Boy, did Chris Petersen know when to fold ’em, or what? / Art Thiel, Sporspress Northwest
Only 42, new University of Washington football coach Jimmy Lake doesn’t have a lot of room to talk about “back in the old days.”
Nevertheless, during an update teleconference call this week with area reporters, he did. And said something perhaps unintentionally prophetic.
“I think back to the old days when football wasn’t 12 months a year,” he said. “People used to show up to training camp and you used to get in shape in the first two weeks, and then the next two weeks you were kind of getting dialed in on the scheme, and then the season began. That’s how it used to be.”
That’s likely how it shall be again, at least this season, in pro as well as college football. And done once, at considerable savings in expenses, why not do it again, and year after year?
From 2020, things won’t be the same.
Surrounding the tragedy of the COVID-19 pandemic is the immense impact of the economic shutdown. Few industries will escape major consequences, none with a higher public profile than the sports-industrial complex.

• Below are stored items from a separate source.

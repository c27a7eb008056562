// tarn-core - Cancellation integration tests
// Copyright (c) 2025 Tom Waddington. MIT licensed.

//! Cancellation unwinds promptly, is not catchable, and `context*` scopes
//! derived tokens to the subexpression.

mod common;

use common::{CancelToken, new_env, rep_all};
use tarn_core::{ErrorKind, eval, repl};
use tarn_parser::read_str;

#[test]
fn test_cancelled_token_unwinds_immediately() {
    let env = new_env();
    let token = CancelToken::new();
    token.cancel();

    let err = repl(&env, "(+ 1 2)", &token).unwrap_err();
    assert_eq!(err.to_string(), "timeout while evaluating expression");
}

#[test]
fn test_cancellation_reaches_nested_evaluation() {
    let env = new_env();
    rep_all(
        "(def! spin (fn* (n) (if (= n 0) 0 (spin (- n 1)))))",
        &env,
    )
    .unwrap();

    let token = CancelToken::new();
    token.cancel();
    let ast = read_str("(spin 1000000)", None, None).unwrap();
    let err = eval(&ast, &env, &token).unwrap_err();
    assert!(matches!(err.kind(), ErrorKind::Cancelled));
}

#[test]
fn test_cancellation_is_not_catchable() {
    let env = new_env();
    let token = CancelToken::new();
    token.cancel();

    let err = repl(&env, "(try* (+ 1 2) (catch* e \"caught\"))", &token).unwrap_err();
    assert!(matches!(err.kind(), ErrorKind::Cancelled));
}

#[test]
fn test_context_scope_completes_normally() {
    let env = new_env();
    let token = CancelToken::new();
    assert_eq!(repl(&env, "(context* (+ 1 2))", &token).unwrap(), "3");
    // The parent token is untouched by the scope's exit cancellation.
    assert!(!token.is_cancelled());
    assert_eq!(repl(&env, "(+ 3 4)", &token).unwrap(), "7");
}

#[test]
fn test_context_inherits_parent_cancellation() {
    let env = new_env();
    let token = CancelToken::new();
    token.cancel();
    let err = repl(&env, "(context* (+ 1 2))", &token).unwrap_err();
    assert!(matches!(err.kind(), ErrorKind::Cancelled));
}

#[test]
fn test_builtin_poll_point() {
    let env = new_env();
    let token = CancelToken::new();
    token.cancel();
    let ast = read_str("(slurp \"/nonexistent\")", None, None).unwrap();
    let err = eval(&ast, &env, &token).unwrap_err();
    // The token check fires before the I/O is attempted.
    assert!(matches!(err.kind(), ErrorKind::Cancelled));
}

As we await solemnly the achievement of the peak of the graph that is suddenly ubiquitous in our lives, a glimpse of the post-virus financial future for college sports was published Thursday via The Associated Press.
A survey of more than 100 FBS athletics directors, done by LEAD1 and Teamworks, a company that created an app to keep teams and athletics directors connected, revealed that 63 percent of ADs agreed that a worst-case scenario is likely in which their revenues would decrease by up to 20 percent in the 2020-21 school year.
To a Seattle restaurant owner who has already seen a 100 percent cut in revenues, a 20 percent drop is a screamin’ deal. But to members of an increasingly desperate, creaky association whose vast majority has been operating in the red for years, the 20 percent forecast should be cause for alarm, maybe panic.
At most big schools, football revenues and the men’s basketball tournament cover nearly all the annual expenses for every non-revenue sport, including most coaching salaries. But a national public health crisis forced the NCAA March 12 to shut down all winter and spring sports so abruptly that one men’s hoops game was stopped at halftime.
The survey didn’t ask about how the shortfall might be managed, but it’s reasonable to anticipate entire sports being eliminated, services cut and salaries reduced. Iowa State is already cutting coaching pay to make up for the absence of hoops tourney money.
Much can change regarding the pandemic between now and late August that could forestall the worst-case financial scenario in college sports of canceled football games. But even if the federal government regains its wits to help mitigate the most catastrophic outcomes of COVID-19, the NCAA and all its competing constituencies are unlikely to respond coherently when the re-start is signaled.
Nevertheless, amid the darkness, there is a flicker. It’s possible to see an outcome, albeit very messy, that offers long-term hope: A collapse of the NCAA arms race.
Underway for years, the arms race among football and men’s basketball schools has separated the haves (about 10 percent) from the have-nots, creating several professional leagues with world-class salaries, world-class facilities, world-class debt and no hope of sport-wide balance, financial sustainability or meaningful self-regulation.
The NCAA, a trade association lacking the basic rules of corporate governance but with a mandate to preserve an archaic economic concept, amateurism, which has no place in a capitalist society, cannot help itself. It is a wafer-thin mint away from becoming late-stage Mr. Creosote.
The pandemic was a black-swan event for many individuals and businesses. But with problems come opportunities. Serious-minded people around college sports should look at this down time as a chance to re-imagine the entire enterprise.
I have, and have made, a thousand suggestions over many years. But I’d like to take the moment to offer a single absurdity and use it as a question worthy of pursuit of a solution:
Since a football coach or a men’s basketball coach is the highest-paid public employee in 39 of the 50 states, how do we reform the industry to restore balance and a sliver of integrity?
College sports poohbahs will say they’ve heard these lamentations before. But they’ve never had the FBI arrest hoops coaches on corruption charges. They’ve never had a state legislature create a law specifically to allow NCAA players to receive income. They’ve never before been dead-stopped for a national crisis that threatens to devastate their people and their money.
The ask for a re-imagining follows a basic premise of sports: Get ahead, not behind.